U.S. v. Yonkers Bd. of Educ.

Citation893 F.2d 498
Decision Date08 January 1990
Docket NumberD,No. 534,534
PartiesUNITED STATES of America, Plaintiff, and Yonkers Branch-National Association for the Advancement of Colored People, Regina Ryer, a Minor, by her Mother and Next Friend Charlotte Ryer, on Behalf of Themselves, and all Individuals Similarly Situated, Plaintiffs-Intervenors-Appellees, v. YONKERS BOARD OF EDUCATION, Defendant-Appellee, City of Yonkers and Yonkers Community Development Agency, Defendants, and U.S. Department of Housing and Urban Development, Samuel Pierce, Secretary, Added-Defendants, and The State of New York; Mario Cuomo, as Governor of the State of New York; The Board of Regents of the State of New York; Martin C. Barell, R. Carlos Carballada, Adelaide L. Sanford, Willard A. Genrich, Emlyn I. Griffith, Jorge L. Battista, Lora Bradley Chodos, Louise P. Matteoni, Edward Meyer, Floyd S. Linton, Salvadore Sclafini, Mimi Levin Lieber, Shirley C. Brown, Norma Gluck, Thomas Frey and James McCabe, Sr., in their official capacities as members of the State Board of Regents; The Department of Education of the State of New York; Thomas Sobol, as Commissioner of Education in the State of New York and The Urban Development Corporation of the State of New York and Vincent Tese, as Director of the Urban Development Corporation, Added-Defendants-Appellants. ocket 89-6184.
CourtUnited States Courts of Appeals. United States Court of Appeals (2nd Circuit)

Michael H. Sussman, Yonkers, N.Y., for plaintiffs-intervenors-appellees.

Elliot M. Mincberg, Washington, D.C. (Maurice Curran, Lawrence W. Thomas, Anderson, Banks, Moore, Curran & Hollis, Mount Kisco, N.Y., David S. Tatel, Steven J. Routh, Bethany E. Lorenz, Nancy J Michael W. Sculnick, New York City (Vedder, Price, Kaufman, Kammholz & Day, New York City, on the brief), for defendant City of Yonkers.

Taylor, Hogan & Hartson, Washington, D.C., on the brief), for defendant-appellee.

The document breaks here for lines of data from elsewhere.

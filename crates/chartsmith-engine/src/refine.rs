use chartsmith_contracts::{ChartSpec, ColumnType, Dataset};
use serde_json::{json, Map, Value};
use tracing::warn;

use crate::client::TextCompletion;
use crate::validate::strip_code_fence;

pub const REFINEMENT_TEMPERATURE: f64 = 0.5;
pub const REFINEMENT_MAX_TOKENS: u32 = 1000;

/// Colorblind-safe palette used when the model offers nothing better.
pub const DEFAULT_PALETTE: [&str; 8] = [
    "#0173b2", "#de8f05", "#029e73", "#cc78bc", "#ca9161", "#fbafe4", "#949494", "#ece133",
];

const TOP_VALUES: usize = 5;

/// A chart specification plus model-suggested presentation hints. The
/// hints are advisory styling, never structural changes to the spec.
#[derive(Debug, Clone, PartialEq)]
pub struct RefinedSpec {
    pub spec: ChartSpec,
    pub style: Map<String, Value>,
}

/// Second model pass over a single chart: asks for presentation tweaks
/// informed by per-field statistics. Any failure falls back to the basic
/// enhancements instead of surfacing an error, so refinement can never
/// make a chart worse than unrefined.
pub fn refine(provider: &dyn TextCompletion, dataset: &Dataset, spec: &ChartSpec) -> RefinedSpec {
    let prompt = refinement_prompt(dataset, spec);
    let style = provider
        .complete(&prompt, REFINEMENT_TEMPERATURE, REFINEMENT_MAX_TOKENS)
        .ok()
        .and_then(|response| parse_style(&response))
        .unwrap_or_else(|| {
            warn!("refinement pass failed for '{}', using basic enhancements", spec.title);
            basic_enhancements(spec)
        });
    RefinedSpec {
        spec: spec.clone(),
        style,
    }
}

fn parse_style(response: &str) -> Option<Map<String, Value>> {
    let parsed: Value = serde_json::from_str(strip_code_fence(response)).ok()?;
    parsed.as_object().cloned()
}

/// Deterministic presentation defaults: labeled axes, a colorblind-safe
/// palette, and a legible default canvas.
pub fn basic_enhancements(spec: &ChartSpec) -> Map<String, Value> {
    let mut style = Map::new();
    let mut axis_labels = Map::new();
    if let Some(x) = &spec.x_field {
        axis_labels.insert("x".to_string(), Value::String(title_case(x)));
    }
    if let Some(y) = &spec.y_field {
        axis_labels.insert("y".to_string(), Value::String(title_case(y)));
    }
    style.insert("axis_labels".to_string(), Value::Object(axis_labels));
    style.insert(
        "color_palette".to_string(),
        Value::Array(
            DEFAULT_PALETTE
                .iter()
                .map(|color| Value::String(color.to_string()))
                .collect(),
        ),
    );
    style.insert("figure_size".to_string(), json!([10, 6]));
    style.insert(
        "additional_params".to_string(),
        json!({
            "show_grid": true,
            "show_legend": spec.color_field.is_some(),
            "font_size": 12,
        }),
    );
    style
}

fn refinement_prompt(dataset: &Dataset, spec: &ChartSpec) -> String {
    let stats = serde_json::to_string_pretty(&Value::Object(referenced_field_statistics(
        dataset, spec,
    )))
    .unwrap_or_else(|_| "{}".to_string());
    let spec_json = serde_json::to_string_pretty(spec).unwrap_or_else(|_| "{}".to_string());

    format!(
        r##"You are refining a chart for presentation quality.

**Chart specification:**
{spec_json}

**Statistics for the fields it uses:**
{stats}

**Your task:** suggest presentation refinements only. Do not change which
columns are plotted.

**Output format (JSON only, no other text):**
{{
  "axis_labels": {{"x": "Readable X Label", "y": "Readable Y Label"}},
  "color_palette": ["#hex", "..."],
  "figure_size": [10, 6],
  "additional_params": {{"show_grid": true, "show_legend": true, "font_size": 12}}
}}"##,
    )
}

/// Per-column summary for every field the spec references: dtype, distinct
/// and missing counts, plus numeric spread or the most frequent values.
pub fn referenced_field_statistics(dataset: &Dataset, spec: &ChartSpec) -> Map<String, Value> {
    let mut stats = Map::new();
    let fields = [
        spec.x_field.as_deref(),
        spec.y_field.as_deref(),
        spec.color_field.as_deref(),
        spec.size_field.as_deref(),
    ];
    for name in fields.into_iter().flatten() {
        if let Some(summary) = field_statistics(dataset, name) {
            stats.insert(name.to_string(), Value::Object(summary));
        }
    }
    stats
}

fn field_statistics(dataset: &Dataset, name: &str) -> Option<Map<String, Value>> {
    let column = dataset.column(name)?;
    let mut summary = Map::new();
    summary.insert(
        "dtype".to_string(),
        Value::String(column.kind().to_string()),
    );
    summary.insert("distinct".to_string(), json!(column.distinct_count()));
    summary.insert("missing".to_string(), json!(column.missing_count()));

    if column.kind().is_numeric() {
        let values = column.numeric_values();
        if !values.is_empty() {
            summary.insert("min".to_string(), json!(fold_min(&values)));
            summary.insert("max".to_string(), json!(fold_max(&values)));
            summary.insert("mean".to_string(), json!(mean(&values)));
            summary.insert("median".to_string(), json!(median(&values)));
            summary.insert("std".to_string(), json!(std_dev(&values)));
        }
    } else if column.kind() != ColumnType::Datetime {
        summary.insert("top_values".to_string(), json!(top_values(column.values())));
    }
    Some(summary)
}

fn fold_min(values: &[f64]) -> f64 {
    values.iter().copied().fold(f64::INFINITY, f64::min)
}

fn fold_max(values: &[f64]) -> f64 {
    values.iter().copied().fold(f64::NEG_INFINITY, f64::max)
}

fn mean(values: &[f64]) -> f64 {
    values.iter().sum::<f64>() / values.len() as f64
}

fn median(values: &[f64]) -> f64 {
    let mut sorted = values.to_vec();
    sorted.sort_by(|a, b| a.partial_cmp(b).unwrap_or(std::cmp::Ordering::Equal));
    let mid = sorted.len() / 2;
    if sorted.len() % 2 == 0 {
        (sorted[mid - 1] + sorted[mid]) / 2.0
    } else {
        sorted[mid]
    }
}

fn std_dev(values: &[f64]) -> f64 {
    let m = mean(values);
    let variance = values.iter().map(|v| (v - m).powi(2)).sum::<f64>() / values.len() as f64;
    variance.sqrt()
}

fn top_values(values: &[Value]) -> Vec<String> {
    let mut counts: indexmap::IndexMap<String, usize> = indexmap::IndexMap::new();
    for value in values {
        if let Some(text) = value.as_str() {
            *counts.entry(text.to_string()).or_insert(0) += 1;
        }
    }
    let mut entries: Vec<(String, usize)> = counts.into_iter().collect();
    entries.sort_by(|a, b| b.1.cmp(&a.1));
    entries
        .into_iter()
        .take(TOP_VALUES)
        .map(|(value, _)| value)
        .collect()
}

fn title_case(name: &str) -> String {
    name.split(['_', ' '])
        .filter(|word| !word.is_empty())
        .map(|word| {
            let mut chars = word.chars();
            match chars.next() {
                Some(first) => first.to_uppercase().collect::<String>() + chars.as_str(),
                None => String::new(),
            }
        })
        .collect::<Vec<String>>()
        .join(" ")
}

Marion R. Buchbinder, Asst. Atty. Gen., New York City (Robert Abrams, Atty. Gen., State of N.Y., Lawrence S. Kahn, Deputy Sol. Gen., Harvey Golubock, Deputy First Asst. Atty. Gen., Stephen M. Jacoby, Asst. Atty. Gen., New York City, on the brief), for added-defendants-appellants.

Before OAKES, Chief Judge, KEARSE and ALTIMARI, Circuit Judges.

KEARSE, Circuit Judge:

Defendants State of New York ("State"), State agencies, and individual State officials (collectively the "State defendants") appeal from an interlocutory order of the United States District Court for the Southern District of New York, Leonard B. Sand, Judge, denying their motion to dismiss the claims asserted against them by plaintiffs Yonkers Branch of the National Association for the Advancement of Colored People, et al. (collectively "NAACP plaintiffs"), and defendant Yonkers Board of Education ("Board" or "Yonkers Board"), on the ground that, inter alia, the State defendants are immune from suit under the Eleventh Amendment to the Constitution. The district court ruled that the motion, which was addressed to the face of the pleadings, could not be granted because it raised factual issues. The State defendants urge us to reverse. The Board, joined by the NAACP plaintiffs, has moved to dismiss the appeal for lack of appellate jurisdiction. For the reasons below, we grant the motion to dismiss the appeal.

BACKGROUND

The present action was commenced by the United States against the Board, the City of Yonkers ("City"), and the Yonkers Community Development Agency in 1980, alleging housing and school segregation in violation of the Constitution and federal statutory law. The NAACP plaintiffs were granted leave to intervene and file an amended complaint, and the suit was certified as a class action. The State defendants were not then parties to the action.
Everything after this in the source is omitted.